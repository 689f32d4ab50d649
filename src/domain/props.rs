//! Prop values and the wrappers that change how the page builder treats them.

use std::collections::BTreeMap;
use std::fmt;
use std::future::Future;
use std::sync::Arc;

use axum::http::HeaderMap;
use futures::FutureExt;
use futures::future::BoxFuture;
use serde::Serialize;
use serde_json::Value;
use time::OffsetDateTime;
use tokio_util::sync::CancellationToken;

use super::error::PropError;
use super::page::{MergeKind, ScrollPropConfig};
use super::protocol::DEFAULT_DEFERRED_GROUP;

/// Props keyed by name. Ordered so page output is deterministic.
pub type Props = BTreeMap<String, Prop>;

/// Builds a [`Props`] map from `(name, prop)` pairs.
pub fn props<I, K, P>(entries: I) -> Props
where
    I: IntoIterator<Item = (K, P)>,
    K: Into<String>,
    P: Into<Prop>,
{
    entries
        .into_iter()
        .map(|(key, prop)| (key.into(), prop.into()))
        .collect()
}

/// Request-scoped inputs handed to lazy prop resolvers.
#[derive(Debug, Clone)]
pub struct ResolveContext {
    pub headers: HeaderMap,
    pub url: String,
    pub cancellation: CancellationToken,
}

impl ResolveContext {
    pub fn new(headers: HeaderMap, url: impl Into<String>) -> Self {
        Self {
            headers,
            url: url.into(),
            cancellation: CancellationToken::new(),
        }
    }

    pub fn with_cancellation(mut self, cancellation: CancellationToken) -> Self {
        self.cancellation = cancellation;
        self
    }
}

type LazyFn = dyn Fn(ResolveContext) -> BoxFuture<'static, Result<Value, PropError>> + Send + Sync;

/// A value computed only when the page actually includes it.
#[derive(Clone)]
pub struct LazyProp {
    resolver: Arc<LazyFn>,
}

impl LazyProp {
    pub fn new<F, Fut, T>(resolver: F) -> Self
    where
        F: Fn(ResolveContext) -> Fut + Send + Sync + 'static,
        Fut: Future<Output = Result<T, PropError>> + Send + 'static,
        T: Serialize,
    {
        Self {
            resolver: Arc::new(move |ctx| {
                resolver(ctx)
                    .map(|result| result.and_then(|value| Ok(serde_json::to_value(value)?)))
                    .boxed()
            }),
        }
    }

    /// Wraps a synchronous zero-argument function.
    pub fn from_fn<F, T>(resolver: F) -> Self
    where
        F: Fn() -> T + Send + Sync + 'static,
        T: Serialize,
    {
        let resolver = Arc::new(resolver);
        Self::new(move |_ctx| {
            let resolver = Arc::clone(&resolver);
            async move { Ok::<_, PropError>(resolver()) }
        })
    }

    pub async fn evaluate(&self, ctx: ResolveContext) -> Result<Value, PropError> {
        (self.resolver)(ctx).await
    }
}

impl fmt::Debug for LazyProp {
    fn fmt(&self, f: &mut fmt::Formatter<'_>) -> fmt::Result {
        f.write_str("LazyProp(..)")
    }
}

/// Merge flags carried by [`Prop::Merge`]. Prepend beats deep when both are set.
#[derive(Debug, Clone, Copy, Default, PartialEq, Eq)]
pub struct MergeStrategy {
    pub prepend: bool,
    pub deep: bool,
}

impl MergeStrategy {
    pub fn kind(self) -> MergeKind {
        if self.prepend {
            MergeKind::Prepend
        } else if self.deep {
            MergeKind::Deep
        } else {
            MergeKind::Append
        }
    }
}

/// A once prop: sent on first visit, then skipped while the client still has it.
#[derive(Debug, Clone)]
pub struct OnceProp {
    pub key: Option<String>,
    pub expires_at: Option<OffsetDateTime>,
    pub inner: Box<Prop>,
}

impl OnceProp {
    pub fn new(inner: impl Into<Prop>) -> Self {
        Self {
            key: None,
            expires_at: None,
            inner: Box::new(inner.into()),
        }
    }

    pub fn key(mut self, key: impl Into<String>) -> Self {
        self.key = Some(key.into());
        self
    }

    pub fn expires_at(mut self, at: OffsetDateTime) -> Self {
        self.expires_at = Some(at);
        self
    }

    /// The once key, falling back to the prop key when unset or blank.
    pub fn once_key<'a>(&'a self, prop_key: &'a str) -> &'a str {
        match self.key.as_deref() {
            Some(key) if !key.is_empty() => key,
            _ => prop_key,
        }
    }

    pub fn expires_at_millis(&self) -> Option<i64> {
        self.expires_at
            .map(|at| (at.unix_timestamp_nanos() / 1_000_000) as i64)
    }
}

#[derive(Clone)]
pub enum Prop {
    Value(Value),
    Lazy(LazyProp),
    Deferred { group: String, inner: Box<Prop> },
    Optional(Box<Prop>),
    Always(Box<Prop>),
    Merge { strategy: MergeStrategy, inner: Box<Prop> },
    Scroll { config: ScrollPropConfig, inner: Box<Prop> },
    Once(OnceProp),
}

impl Prop {
    /// Serialises `value` into a plain prop.
    pub fn serialize<T: Serialize>(value: &T) -> Result<Self, PropError> {
        Ok(Self::Value(serde_json::to_value(value)?))
    }

    pub fn lazy<F, Fut, T>(resolver: F) -> Self
    where
        F: Fn(ResolveContext) -> Fut + Send + Sync + 'static,
        Fut: Future<Output = Result<T, PropError>> + Send + 'static,
        T: Serialize,
    {
        Self::Lazy(LazyProp::new(resolver))
    }

    pub fn from_fn<F, T>(resolver: F) -> Self
    where
        F: Fn() -> T + Send + Sync + 'static,
        T: Serialize,
    {
        Self::Lazy(LazyProp::from_fn(resolver))
    }

    /// Deferred prop in the `"default"` group.
    pub fn defer(inner: impl Into<Prop>) -> Self {
        Self::defer_in(DEFAULT_DEFERRED_GROUP, inner)
    }

    /// Deferred prop in a named group; a blank group means `"default"`.
    pub fn defer_in(group: impl Into<String>, inner: impl Into<Prop>) -> Self {
        let group = group.into();
        let group = if group.is_empty() {
            DEFAULT_DEFERRED_GROUP.to_string()
        } else {
            group
        };
        Self::Deferred {
            group,
            inner: Box::new(inner.into()),
        }
    }

    pub fn optional(inner: impl Into<Prop>) -> Self {
        Self::Optional(Box::new(inner.into()))
    }

    pub fn always(inner: impl Into<Prop>) -> Self {
        Self::Always(Box::new(inner.into()))
    }

    pub fn merge(inner: impl Into<Prop>) -> Self {
        Self::merge_with(MergeStrategy::default(), inner)
    }

    pub fn prepend(inner: impl Into<Prop>) -> Self {
        Self::merge_with(
            MergeStrategy {
                prepend: true,
                deep: false,
            },
            inner,
        )
    }

    pub fn deep_merge(inner: impl Into<Prop>) -> Self {
        Self::merge_with(
            MergeStrategy {
                prepend: false,
                deep: true,
            },
            inner,
        )
    }

    pub fn merge_with(strategy: MergeStrategy, inner: impl Into<Prop>) -> Self {
        Self::Merge {
            strategy,
            inner: Box::new(inner.into()),
        }
    }

    pub fn scroll(inner: impl Into<Prop>, config: ScrollPropConfig) -> Self {
        Self::Scroll {
            config,
            inner: Box::new(inner.into()),
        }
    }

    pub fn once(inner: impl Into<Prop>) -> Self {
        Self::Once(OnceProp::new(inner))
    }

    /// Plain JSON payload, if this is an unwrapped value.
    pub fn as_value(&self) -> Option<&Value> {
        match self {
            Self::Value(value) => Some(value),
            _ => None,
        }
    }
}

impl fmt::Debug for Prop {
    fn fmt(&self, f: &mut fmt::Formatter<'_>) -> fmt::Result {
        match self {
            Self::Value(value) => f.debug_tuple("Value").field(value).finish(),
            Self::Lazy(lazy) => lazy.fmt(f),
            Self::Deferred { group, inner } => f
                .debug_struct("Deferred")
                .field("group", group)
                .field("inner", inner)
                .finish(),
            Self::Optional(inner) => f.debug_tuple("Optional").field(inner).finish(),
            Self::Always(inner) => f.debug_tuple("Always").field(inner).finish(),
            Self::Merge { strategy, inner } => f
                .debug_struct("Merge")
                .field("strategy", strategy)
                .field("inner", inner)
                .finish(),
            Self::Scroll { config, inner } => f
                .debug_struct("Scroll")
                .field("config", config)
                .field("inner", inner)
                .finish(),
            Self::Once(once) => once.fmt(f),
        }
    }
}

impl From<Value> for Prop {
    fn from(value: Value) -> Self {
        Self::Value(value)
    }
}

impl From<&str> for Prop {
    fn from(value: &str) -> Self {
        Self::Value(Value::String(value.to_string()))
    }
}

impl From<String> for Prop {
    fn from(value: String) -> Self {
        Self::Value(Value::String(value))
    }
}

impl From<LazyProp> for Prop {
    fn from(value: LazyProp) -> Self {
        Self::Lazy(value)
    }
}

impl From<OnceProp> for Prop {
    fn from(value: OnceProp) -> Self {
        Self::Once(value)
    }
}

#[cfg(test)]
mod tests {
    use serde_json::json;
    use time::macros::datetime;

    use super::*;

    #[test]
    fn blank_defer_group_falls_back_to_default() {
        match Prop::defer_in("", json!(1)) {
            Prop::Deferred { group, .. } => assert_eq!(group, "default"),
            other => panic!("unexpected prop: {other:?}"),
        }
    }

    #[test]
    fn merge_strategy_prefers_prepend_over_deep() {
        let strategy = MergeStrategy {
            prepend: true,
            deep: true,
        };
        assert_eq!(strategy.kind(), MergeKind::Prepend);
        assert_eq!(
            MergeStrategy {
                prepend: false,
                deep: true
            }
            .kind(),
            MergeKind::Deep
        );
        assert_eq!(MergeStrategy::default().kind(), MergeKind::Append);
    }

    #[test]
    fn once_key_falls_back_to_prop_key() {
        let once = OnceProp::new(json!(1));
        assert_eq!(once.once_key("plans"), "plans");

        let keyed = OnceProp::new(json!(1)).key("plans_v2");
        assert_eq!(keyed.once_key("plans"), "plans_v2");

        let blank = OnceProp::new(json!(1)).key("");
        assert_eq!(blank.once_key("plans"), "plans");
    }

    #[test]
    fn once_expiry_is_reported_in_unix_millis() {
        let once = OnceProp::new(json!(1)).expires_at(datetime!(2024-01-01 00:00:00.250 UTC));
        assert_eq!(once.expires_at_millis(), Some(1_704_067_200_250));
    }

    #[tokio::test]
    async fn lazy_prop_serialises_its_output() {
        let lazy = LazyProp::new(|ctx: ResolveContext| async move {
            Ok::<_, PropError>(json!({"url": ctx.url}))
        });
        let value = lazy
            .evaluate(ResolveContext::new(HeaderMap::new(), "/users"))
            .await
            .expect("lazy value");
        assert_eq!(value, json!({"url": "/users"}));
    }

    #[tokio::test]
    async fn from_fn_wraps_sync_closures() {
        let lazy = LazyProp::from_fn(|| vec![1, 2, 3]);
        let value = lazy
            .evaluate(ResolveContext::new(HeaderMap::new(), "/"))
            .await
            .expect("lazy value");
        assert_eq!(value, json!([1, 2, 3]));
    }
}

The problem - Where does the string "match" appear in the records above? Return every line that holds it.

Answer to this exercise -
        match self.key.as_deref() {
        match self {
        match self {
        match Prop::defer_in("", json!(1)) {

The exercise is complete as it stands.